Principal customers included Apple Vacations, Go Go Tours, Liberty Travel, and World Technologies. Sky Trek flew charters primarily to the Caribbean, including Nassau, Aruba, Saint Martin, and Antigua. Other destinations included Cancún, Mexico and Laughlin, Nevada. Ad hoc charters provided short notification lift during the NCAA basketball tournament and subservice to other airlines.

Sky Trek's refurbished aircraft were leased primarily from Pegasus and maintained according to the Boeing Maintenance Document. Pilots were primarily from Eastern Air Lines via KIWI International Air Lines. Utilization of the aircraft averaged slightly above 200 hours per month per aircraft.

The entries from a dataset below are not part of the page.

//! Per-level effect state
//!
//! One `SimulationContext` per level run owns every effect subsystem. It is
//! reset when a run starts and cleaned up when it completes.

use glam::Vec2;
use rand::Rng;
use rand::seq::IndexedRandom;
use rand_pcg::Pcg32;

use super::center_piece::CenterPieceManager;
use super::effects::{EvictionPolicy, Explosion, ExplosionSet, FlameSet, MAX_FLAMES};
use super::particles::ParticleManager;
use super::rng::{self, streams};
use super::shatter::GlassShatterManager;
use crate::consts::{FLAME_COLORS, MAX_CRACKS};
use crate::{Rgb, Settings};

/// Hit burst parameters
const BURST_COUNT: usize = 20;
const BURST_SIZE: (f32, f32) = (40.0, 80.0);
const BURST_SPEED: f32 = 2.0;
const BURST_DURATION: u32 = 20;

#[derive(Debug, Clone)]
pub struct SimulationContext {
    pub particles: ParticleManager,
    pub explosions: ExplosionSet,
    pub flames: FlameSet,
    pub shatter: GlassShatterManager,
    pub center: CenterPieceManager,
    pub rng: Pcg32,
}

impl SimulationContext {
    pub fn new(settings: &Settings, screen: Vec2, seed: u64, eviction: EvictionPolicy) -> Self {
        let mut particles = ParticleManager::new(settings.max_particles());
        particles.set_culling_distance(screen.x);

        let mut shatter = GlassShatterManager::new(screen, MAX_CRACKS, rng::stream(seed, streams::SHATTER));
        shatter.set_shake_enabled(settings.effective_screen_shake());

        Self {
            particles,
            explosions: ExplosionSet::new(settings.max_explosions(), eviction),
            flames: FlameSet::new(MAX_FLAMES, rng::stream(seed, streams::FLAMES)),
            shatter,
            center: CenterPieceManager::new(
                screen,
                settings.display_mode.max_swirl_particles(),
                rng::stream(seed, streams::CENTER),
            ),
            rng: rng::stream(seed, streams::PARTICLES),
        }
    }

    /// Fresh state for the start of a run
    pub fn reset(&mut self) {
        self.cleanup();
        self.shatter.reset();
        self.center.reset();
    }

    /// Drop every live effect
    pub fn cleanup(&mut self) {
        self.particles.cleanup();
        self.explosions.clear();
        self.flames.clear();
    }

    /// No checkpoint may show while more than one effect of a kind is live
    /// or the swirl is still converging
    pub fn effects_settled(&self) -> bool {
        self.explosions.len() <= 1 && self.flames.len() <= 1 && !self.center.is_converging()
    }

    pub fn shake_offset(&self) -> Vec2 {
        self.shatter.shake_offset()
    }

    /// Tap that hit nothing
    pub fn misclick(&mut self, pos: Vec2) -> bool {
        self.shatter.handle_misclick(pos, &mut self.particles)
    }

    pub fn random_flame_color(&mut self) -> Rgb {
        *FLAME_COLORS.choose(&mut self.rng).unwrap_or(&FLAME_COLORS[0])
    }

    /// Default explosion in a random flame color
    pub fn explode(&mut self, pos: Vec2, max_radius: f32, duration: u32) {
        let color = self.random_flame_color();
        self.explosions.spawn(Explosion::new(pos, color, max_radius, duration));
    }

    /// Large flame-colored particles scattering from a hit
    pub fn particle_burst(&mut self, pos: Vec2) -> usize {
        let mut created = 0;
        for _ in 0..BURST_COUNT {
            let color = self.random_flame_color();
            let size = self.rng.random_range(BURST_SIZE.0..=BURST_SIZE.1);
            let vel = Vec2::new(
                rng::symmetric(&mut self.rng, BURST_SPEED),
                rng::symmetric(&mut self.rng, BURST_SPEED),
            );
            if self.particles.create(pos, color, size, vel, BURST_DURATION).is_some() {
                created += 1;
            }
        }
        created
    }

    /// A few small particles at a contact point
    pub fn sparks(&mut self, pos: Vec2, color: Rgb, count: usize) {
        for _ in 0..count {
            let size = self.rng.random_range(5.0..=10.0);
            let vel = Vec2::new(rng::symmetric(&mut self.rng, 2.0), rng::symmetric(&mut self.rng, 2.0));
            self.particles.create(pos, color, size, vel, 10);
        }
    }
}

#[cfg(test)]
mod tests {
    use super::*;
    use crate::sim::effects::DEFAULT_EXPLOSION_RADIUS;

    fn context() -> SimulationContext {
        SimulationContext::new(&Settings::default(), Vec2::new(800.0, 600.0), 1, EvictionPolicy::Oldest)
    }

    #[test]
    fn test_capacities_follow_settings() {
        let ctx = context();
        assert_eq!(ctx.particles.capacity(), 100);
        assert_eq!(ctx.particles.culling_distance(), 800.0);
        assert_eq!(ctx.center.swirl_count(), 20);
    }

    #[test]
    fn test_settled_rules() {
        let mut ctx = context();
        assert!(ctx.effects_settled());
        ctx.explode(Vec2::ZERO, DEFAULT_EXPLOSION_RADIUS, 30);
        assert!(ctx.effects_settled());
        ctx.explode(Vec2::ZERO, DEFAULT_EXPLOSION_RADIUS, 30);
        assert!(!ctx.effects_settled());
        ctx.explosions.clear();
        ctx.center.trigger_convergence(Vec2::ONE);
        assert!(!ctx.effects_settled());
    }

    #[test]
    fn test_reset_clears_run_state() {
        let mut ctx = context();
        ctx.particle_burst(Vec2::new(100.0, 100.0));
        ctx.misclick(Vec2::new(10.0, 10.0));
        ctx.flames.spawn(Vec2::ZERO, Vec2::ONE, 10);
        ctx.reset();
        assert_eq!(ctx.particles.active_count(), 0);
        assert_eq!(ctx.shatter.crack_count(), 0);
        assert!(ctx.flames.is_empty());
    }

    #[test]
    fn test_burst_bounded_by_pool() {
        let settings = Settings {
            particles: false,
            ..Settings::default()
        };
        let mut ctx = SimulationContext::new(&settings, Vec2::new(800.0, 600.0), 1, EvictionPolicy::Oldest);
        assert_eq!(ctx.particle_burst(Vec2::ZERO), 0);
        let mut ctx = context();
        assert_eq!(ctx.particle_burst(Vec2::ZERO), 20);
    }
}
//! Group-mode level runner (alphabet, numbers, lower case, shapes)
//!
//! One call to [`LevelRunner::frame`] is one frame: drain input, spawn, step
//! the simulation, draw every layer in a fixed order, then evaluate the
//! checkpoint and group progression.

use glam::Vec2;

use super::checkpoint::CheckpointTracker;
use super::context::SimulationContext;
use super::effects::{
    DEFAULT_EXPLOSION_DURATION, DEFAULT_EXPLOSION_RADIUS, EvictionPolicy, FLAME_DURATION, Starfield,
};
use super::error::LevelError;
use super::groups::{GroupAdvance, GroupTracker};
use super::mode::GameMode;
use super::objects::{FallingObjectSet, HitTest, PUSH_RADIUS};
use super::rng::{self, streams};
use super::services::{HudInfo, Services};
use crate::Settings;
use crate::audio::SoundEffect;
use crate::consts::{
    GROUP_SIZE, LETTER_SPAWN_INTERVAL, POINTS_PER_HIT, SHAKE_DURATION_WRONG_TARGET,
    SHAKE_MAGNITUDE_WRONG_TARGET,
};
use crate::platform::{InputEvent, PointerAction, PointerInput};
use crate::renderer::Surface;

/// Height above the screen center flames are fired from
const PLAYER_ORIGIN_LIFT: f32 = 80.0;

/// How a level run ended
#[derive(Debug, Clone, Copy, PartialEq, Eq)]
pub enum Completion {
    ReturnToMenu,
    RestartLevel,
    /// Escape or window close; in-flight state is abandoned
    Quit,
}

/// Result of one frame
#[derive(Debug, Clone, Copy, PartialEq, Eq)]
pub enum LevelStatus {
    Running,
    Complete(Completion),
}

/// Where a run is in its lifecycle
#[derive(Debug, Clone, Copy, PartialEq, Eq)]
pub enum LevelPhase {
    AwaitingFirstInput,
    Playing,
    /// Still playing, with a checkpoint waiting for the screen to settle
    CheckpointPending,
    Complete(Completion),
}

pub struct LevelRunner {
    mode: GameMode,
    screen: Vec2,
    ctx: SimulationContext,
    services: Services,
    groups: GroupTracker,
    objects: FallingObjectSet,
    checkpoint: CheckpointTracker,
    input: PointerInput,
    stars: Starfield,
    started: bool,
    completion: Option<Completion>,
    sequence_finished: bool,
    just_completed_group: bool,
    score: u32,
    frame: u64,
}

impl LevelRunner {
    pub fn new(
        mode: GameMode,
        settings: &Settings,
        screen: Vec2,
        services: Services,
        seed: u64,
    ) -> Result<Self, LevelError> {
        if mode == GameMode::Colors {
            return Err(LevelError::UnsupportedMode(mode));
        }
        let groups = GroupTracker::new(mode, mode.sequence(), GROUP_SIZE)?;

        let mut runner = Self {
            mode,
            screen,
            ctx: SimulationContext::new(settings, screen, seed, EvictionPolicy::Oldest),
            services,
            groups,
            objects: FallingObjectSet::new(
                screen,
                settings.collision_check_frequency(),
                rng::stream(seed, streams::OBJECTS),
            ),
            checkpoint: CheckpointTracker::default(),
            input: PointerInput::new(screen),
            stars: Starfield::new(screen, Starfield::DEFAULT_COUNT, rng::stream(seed, streams::STARS)),
            started: false,
            completion: None,
            sequence_finished: false,
            just_completed_group: false,
            score: 0,
            frame: 0,
        };
        runner.ctx.reset();
        log::info!(
            "Starting {} with {} groups",
            mode.as_str(),
            runner.groups.group_count()
        );
        Ok(runner)
    }

    pub fn mode(&self) -> GameMode {
        self.mode
    }

    pub fn score(&self) -> u32 {
        self.score
    }

    pub fn phase(&self) -> LevelPhase {
        match self.completion {
            Some(completion) => LevelPhase::Complete(completion),
            None if !self.started => LevelPhase::AwaitingFirstInput,
            None if self.checkpoint.is_waiting() => LevelPhase::CheckpointPending,
            None => LevelPhase::Playing,
        }
    }

    /// Every group of the sequence was cleared
    pub fn sequence_finished(&self) -> bool {
        self.sequence_finished
    }

    pub fn context(&self) -> &SimulationContext {
        &self.ctx
    }

    pub fn groups(&self) -> &GroupTracker {
        &self.groups
    }

    pub fn objects(&self) -> &FallingObjectSet {
        &self.objects
    }

    /// Center of a drawn object carrying the current target, if any
    pub fn target_hint(&self) -> Option<Vec2> {
        let target = self.groups.target()?;
        self.objects
            .iter()
            .find(|o| o.value == target && o.rect.width() > 0.0)
            .map(|o| o.rect.center())
    }

    /// Step one frame
    pub fn frame(
        &mut self,
        events: &[InputEvent],
        surface: &mut dyn Surface,
    ) -> Result<LevelStatus, LevelError> {
        if let Some(completion) = self.completion {
            return Ok(LevelStatus::Complete(completion));
        }

        for event in events {
            match self.input.translate(event) {
                Some(PointerAction::Quit) => return Ok(self.finish(Completion::Quit)),
                Some(PointerAction::Tap(_)) if !self.started => {
                    self.started = true;
                    log::info!("{} started", self.mode.as_str());
                }
                Some(PointerAction::Tap(pos)) => self.handle_tap(pos),
                None => {}
            }
        }

        if self.ctx.shatter.is_game_over_ready() {
            self.services.audio.play_destruction_sound(SoundEffect::GameOver);
            let restart = self.services.screens.show_game_over_screen();
            let completion = if restart {
                Completion::RestartLevel
            } else {
                Completion::ReturnToMenu
            };
            return Ok(self.finish(completion));
        }

        if self.started && self.frame % LETTER_SPAWN_INTERVAL == 0 {
            if let Some(value) = self.groups.next_spawn() {
                log::debug!("Spawning {}", value);
                self.objects.spawn(value, self.mode.fall_speed_scale());
            }
        }

        self.step_and_draw(surface);
        self.frame += 1;

        if let Some(completion) = self.checkpoint_step() {
            return Ok(self.finish(completion));
        }
        if let Some(completion) = self.progression_step()? {
            return Ok(self.finish(completion));
        }
        Ok(LevelStatus::Running)
    }

    /// Resolve a tap against the objects on screen
    pub fn handle_tap(&mut self, pos: Vec2) {
        match self.objects.hit_test(pos, self.groups.target()) {
            HitTest::Target(index) => self.destroy(index),
            HitTest::Other(_) => {
                self.services.audio.play_destruction_sound(SoundEffect::WrongTarget);
                self.ctx
                    .shatter
                    .trigger_shake(SHAKE_DURATION_WRONG_TARGET, SHAKE_MAGNITUDE_WRONG_TARGET);
            }
            HitTest::Miss => {
                if self.ctx.misclick(pos) {
                    self.services.audio.play_destruction_sound(SoundEffect::GlassCrack);
                }
            }
        }
    }

    fn destroy(&mut self, index: usize) {
        let object = self.objects.remove(index);
        self.score += POINTS_PER_HIT;

        self.services
            .audio
            .play_target_sound(&self.mode.spoken_word(&object.value));
        self.services.audio.play_destruction_sound(SoundEffect::Explosion);

        self.ctx
            .explode(object.pos, DEFAULT_EXPLOSION_RADIUS, DEFAULT_EXPLOSION_DURATION);
        let origin = self.player_origin();
        self.ctx.flames.spawn(origin, object.pos, FLAME_DURATION);
        self.ctx.particle_burst(object.pos);
        self.ctx.center.trigger_convergence(object.pos);
        self.objects.apply_push(object.pos, PUSH_RADIUS);

        self.groups.record_destroyed(&object.value);
        log::debug!(
            "Destroyed {} (score {}, next {:?})",
            object.value,
            self.score,
            self.groups.target()
        );
    }

    fn player_origin(&self) -> Vec2 {
        Vec2::new(self.screen.x / 2.0, self.screen.y / 2.0 - PLAYER_ORIGIN_LIFT)
    }

    fn step_and_draw(&mut self, surface: &mut dyn Surface) {
        self.ctx.shatter.update();
        let offset = self.ctx.shake_offset();
        let target = self.groups.target();
        let text = self.services.text.as_mut();

        self.objects.advance();
        self.objects.resolve_collisions(self.frame);

        surface.fill(self.ctx.shatter.background_color());
        self.ctx.shatter.draw_cracks(surface);
        self.stars.update_and_draw(surface, offset);
        self.ctx
            .center
            .update_and_draw(surface, text, target, self.mode, offset);
        self.objects.draw(surface, text, self.mode, target, offset);
        self.ctx.flames.update_and_draw(surface, offset);
        self.ctx.explosions.update_and_draw(surface, offset);
        self.ctx.particles.update();
        self.ctx.particles.draw(surface, offset);

        let info = HudInfo {
            mode: self.mode,
            score: self.score,
            target,
            destroyed: self.groups.overall_destroyed(),
            total: self.groups.total_values(),
            cracks: self.ctx.shatter.crack_count(),
            target_swatch: None,
            targets_left: None,
            collisions: None,
        };
        self.services.hud.display_info(surface, &info);
    }

    fn checkpoint_step(&mut self) -> Option<Completion> {
        if !self.checkpoint.is_waiting() {
            self.checkpoint
                .observe(self.groups.overall_destroyed() as u32, self.just_completed_group);
            return None;
        }
        if !self.checkpoint.poll(self.ctx.effects_settled()) {
            return None;
        }

        self.services.audio.play_destruction_sound(SoundEffect::Checkpoint);
        if !self.services.screens.show_checkpoint_screen(self.mode) {
            return Some(Completion::ReturnToMenu);
        }
        if self.mode == GameMode::Shapes {
            return Some(Completion::RestartLevel);
        }
        None
    }

    fn progression_step(&mut self) -> Result<Option<Completion>, LevelError> {
        if !self.groups.is_group_complete(self.objects.len()) {
            return Ok(None);
        }
        self.just_completed_group = true;
        match self.groups.advance()? {
            GroupAdvance::Next => {
                self.just_completed_group = false;
                self.checkpoint.rebase(self.groups.overall_destroyed() as u32);
                Ok(None)
            }
            GroupAdvance::Finished => {
                self.sequence_finished = true;
                log::info!("{} complete with score {}", self.mode.as_str(), self.score);
                // Either choice leaves the finished level
                let _ = self.services.screens.show_checkpoint_screen(self.mode);
                Ok(Some(Completion::ReturnToMenu))
            }
        }
    }

    fn finish(&mut self, completion: Completion) -> LevelStatus {
        self.completion = Some(completion);
        self.checkpoint.clear_pending();
        if completion != Completion::Quit {
            self.ctx.cleanup();
        }
        self.objects.clear();
        log::info!("{} ended: {:?}", self.mode.as_str(), completion);
        LevelStatus::Complete(completion)
    }
}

According to the DOT/Bureau of Transportation Statistics, Air Carrier Financials: Schedule P-1.1's filed by Sky Trek, the carrier lost nearly $8 million under its first President Robert Iverson II, who had previously been removed as President of Kiwi International Air Lines. Sky Trek never had a positive yearly net income.

In August 1999, Sky Trek International's Board of Directors elected Harris Herman President/CEO to replace Iverson who resigned. Herman had previously served as President/COO of the Pan Am Shuttle. The DBA name of the carrier was changed to Discovery Airlines. The Sky Trek' aircraft were removed from service and repainted in the Discovery livery. However, Herman was not able to make the carrier profitable and Sky Trek eventually declared bankruptcy and ceased operations less than 9 months later in May 2000 when it filed for reorganization under Chapter 11 of the Bankruptcy Act. This reorganization was converted to a Chapter 7 liquidation on June 22, 2000.

During its tenure, Sky Trek had an incident where one of its Boeing 727 cockpit windshields shattered mid flight. The flight from Lynden Pindling International Airport to Newark Liberty International Airport was diverted to Jacksonville International Airport.